September Featured Title: L.A. Football Confidential
Our September featured title is a comprehensive review of the history of Los Angeles football. L.A. Football Confidential spotlights the Rams and the transients (Dons, Chargers, Sun, Express, and Xtreme) who have made Southern California football unique. Author Wayne Byard answered our questions about his love for football, his writing and research process, and his “celebrity status” as the school closings announcer for his district.
Q&A with Wayne Byard
1. What inspired your love for football? What is it about the sport and its players that continues to fuel this passion?
I started covering sports 39 years ago and got to know the players behind the statistics. Sports history is the history of America during the past century. You see the NFL growing from a regional game involving small cities to a corporate behemoth, where the sport is only part of the show. The new Los Angeles stadium at Hollywood Park is a reflection of that. The Rams and Chargers are part of an entertainment package. Beyond that, the NFL, and sports in general, reflect changes in society – race relations, the growth of the counterculture, the rise of corporations and the importance of media – that define American life in general. And, at the end of the day, I like a quirky story. Strip away everything else and you have some unique characters who are driven by the same things that have motivated humans since our ancestors crawled out of the sea.
2. Writing a comprehensive guide and history to Los Angeles football is a daunting task. What is your research and writing process like?

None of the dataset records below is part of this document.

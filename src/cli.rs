use std::path::PathBuf;

use clap::Parser;

use crate::{DedupScope, FetchOptions, Rating, Verbosity};

#[derive(Parser, Debug)]
#[clap(name = "Downbooru", author, version, about = "Tool for downloading images from gelbooru.com", long_about = None)]
pub struct Cli {
    /// Image tags to search
    #[clap(value_parser, default_value = "rick_astley")]
    pub tags: Vec<String>,

    /// Disable filtering the "furry" tag
    #[clap(short, long, action, help_heading = "GENERAL")]
    pub furry: bool,

    /// Number 0-3 indicating the minimum safety rating of requested images.
    ///
    /// 3 is absolute SFW (gelbooru usually has very few of those, hence the default of 2) and 0
    /// includes explicit NSFW. Values out of range are clamped.
    #[clap(
        short,
        long,
        value_name = "LEVEL",
        default_value_t = 2,
        allow_negative_numbers = true,
        help_heading = "GENERAL"
    )]
    pub safety: i64,

    /// Custom path for saving images [default: img/<tags>]
    #[clap(short, long, value_name = "PATH", help_heading = "SAVE")]
    pub dir: Option<PathBuf>,

    /// How long perceptual fingerprints are remembered when dropping duplicate images
    #[clap(long, value_enum, default_value_t = DedupScope::Page, help_heading = "SAVE")]
    pub dedup_scope: DedupScope,

    /// Download a single post by its ID instead of searching
    #[clap(long, value_name = "ID", help_heading = "DOWNLOAD")]
    pub post: Option<u64>,

    /// Request timeout in seconds [default: from config, or 30]
    #[clap(long, value_name = "SECS", help_heading = "DOWNLOAD")]
    pub timeout: Option<u64>,

    /// Disable all output
    #[clap(short, long, action, help_heading = "GENERAL")]
    pub quiet: bool,

    /// Enable debug output
    #[clap(short, long, action, conflicts_with("quiet"), help_heading = "GENERAL")]
    pub verbose: bool,
}

impl Cli {
    #[inline]
    pub fn min_rating(&self) -> Rating {
        Rating::from_level(self.safety)
    }

    #[inline]
    pub fn verbosity(&self) -> Verbosity {
        Verbosity::from_flags(self.quiet, self.verbose)
    }

    pub fn fetch_options(&self) -> FetchOptions {
        FetchOptions {
            tags: self.tags.clone(),
            min_rating: self.min_rating(),
            include_furry: self.furry,
            output_dir: self.dir.clone(),
            dedup_scope: self.dedup_scope,
        }
    }
}

#[cfg(test)]
mod tests {
    use super::*;

    #[test]
    fn defaults() {
        let cli = Cli::parse_from(["downbooru"]);
        assert_eq!(cli.tags, vec!["rick_astley"]);
        assert_eq!(cli.min_rating(), Rating::Sensitive);
        assert_eq!(cli.verbosity(), Verbosity::Normal);

        let opts = cli.fetch_options();
        assert!(!opts.include_furry);
        assert_eq!(opts.dedup_scope, DedupScope::Page);
        assert_eq!(opts.output_dir, None);
    }

    #[test]
    fn safety_is_clamped() {
        let cli = Cli::parse_from(["downbooru", "cat", "--safety", "9"]);
        assert_eq!(cli.min_rating(), Rating::General);

        let cli = Cli::parse_from(["downbooru", "cat", "-s", "-4"]);
        assert_eq!(cli.min_rating(), Rating::Explicit);
    }

    #[test]
    fn flags_map_into_options() {
        let cli = Cli::parse_from([
            "downbooru",
            "Deep Rock Galactic",
            "dwarf",
            "-f",
            "-d",
            "out",
            "--dedup-scope",
            "run",
            "-v",
        ]);
        let opts = cli.fetch_options();
        assert_eq!(opts.tags, vec!["Deep Rock Galactic", "dwarf"]);
        assert!(opts.include_furry);
        assert_eq!(opts.output_dir, Some(PathBuf::from("out")));
        assert_eq!(opts.dedup_scope, DedupScope::Run);
        assert_eq!(cli.verbosity(), Verbosity::Verbose);
    }

    #[test]
    fn quiet_and_verbose_conflict() {
        assert!(Cli::try_parse_from(["downbooru", "-q", "-v"]).is_err());
    }
}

Obsessive. I comb thousands of newspapers, magazines, old books and talk to the sources whenever I can. Through the years I’ve built a 3,000-plus-page database encompassing every NFL team and some that no longer exist. That allows me to put together facts from multiple sources to truly place a player’s career, and life, in context. Where did he come from? What did he do for a particular team? Where did he go?
3. What is it that you love about nonfiction?
You literally can’t make this up. You can’t write a tale more unique than what people actually do. As good as non-fiction authors are about making things up, the human capacity to do the unique, the brave, the cowardly, the just plain weird is infinitely greater.
4. You’re “famous” for your school closure announcements in your district. Do you have any good stories you can share?
There are days when the wrong call is made and I end up out in the bad weather with everyone else. There was actually a day when I slid uphill on a major mountain. (Try doing that some time.) When people holler and yell about what a bad call it was, I can only think “I feel you.”
5. What’s next for you? Is there another sport’s book on the horizon?Three, actually. I have books on the Raiders and Patriots completed. The one I’m really excited about, however, is “An American Legend.” This work is inspired by the life of Spottswood Poles, the man who should have broken baseball’s color barrier in 1922. I’ve adapted the book from an award-winning screenplay that came this close to being produced in Hollywood. This is a passion project that has spanned more than a quarter century.